## [Task objective]
Tell how many lines of the data include the word "management". Nothing but the number belongs in the answer.

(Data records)

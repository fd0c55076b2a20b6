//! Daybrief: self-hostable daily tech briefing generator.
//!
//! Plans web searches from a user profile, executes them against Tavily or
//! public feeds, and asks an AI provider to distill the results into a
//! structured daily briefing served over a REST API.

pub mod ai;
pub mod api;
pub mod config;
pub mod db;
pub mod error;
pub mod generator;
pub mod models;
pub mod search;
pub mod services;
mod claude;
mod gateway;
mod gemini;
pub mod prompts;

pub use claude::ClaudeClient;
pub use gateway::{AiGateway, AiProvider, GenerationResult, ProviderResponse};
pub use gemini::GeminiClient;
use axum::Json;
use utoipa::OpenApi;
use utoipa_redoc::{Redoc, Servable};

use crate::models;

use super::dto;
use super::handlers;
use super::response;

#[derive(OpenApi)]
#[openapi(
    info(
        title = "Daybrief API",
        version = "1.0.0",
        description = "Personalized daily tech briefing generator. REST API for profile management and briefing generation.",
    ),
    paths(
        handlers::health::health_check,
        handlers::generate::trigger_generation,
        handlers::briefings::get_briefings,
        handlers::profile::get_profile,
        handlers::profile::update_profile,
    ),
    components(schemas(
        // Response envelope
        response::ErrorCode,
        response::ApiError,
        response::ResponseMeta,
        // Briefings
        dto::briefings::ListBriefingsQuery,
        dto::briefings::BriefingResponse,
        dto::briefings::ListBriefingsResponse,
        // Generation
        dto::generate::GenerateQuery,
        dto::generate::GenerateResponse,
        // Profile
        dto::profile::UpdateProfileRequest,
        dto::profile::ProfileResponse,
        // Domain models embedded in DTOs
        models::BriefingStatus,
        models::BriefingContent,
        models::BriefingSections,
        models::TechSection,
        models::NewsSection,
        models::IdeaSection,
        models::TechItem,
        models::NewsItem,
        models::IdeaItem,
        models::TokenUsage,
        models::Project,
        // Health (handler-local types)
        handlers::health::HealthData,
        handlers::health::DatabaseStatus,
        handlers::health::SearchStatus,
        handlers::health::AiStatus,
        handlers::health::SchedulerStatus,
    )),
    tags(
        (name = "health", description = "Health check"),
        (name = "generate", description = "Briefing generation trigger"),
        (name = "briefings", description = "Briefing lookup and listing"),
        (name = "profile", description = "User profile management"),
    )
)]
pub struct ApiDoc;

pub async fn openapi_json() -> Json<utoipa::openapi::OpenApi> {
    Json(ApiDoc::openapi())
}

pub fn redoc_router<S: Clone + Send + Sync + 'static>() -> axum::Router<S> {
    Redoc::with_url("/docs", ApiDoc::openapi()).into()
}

## [Result for this exercise]
2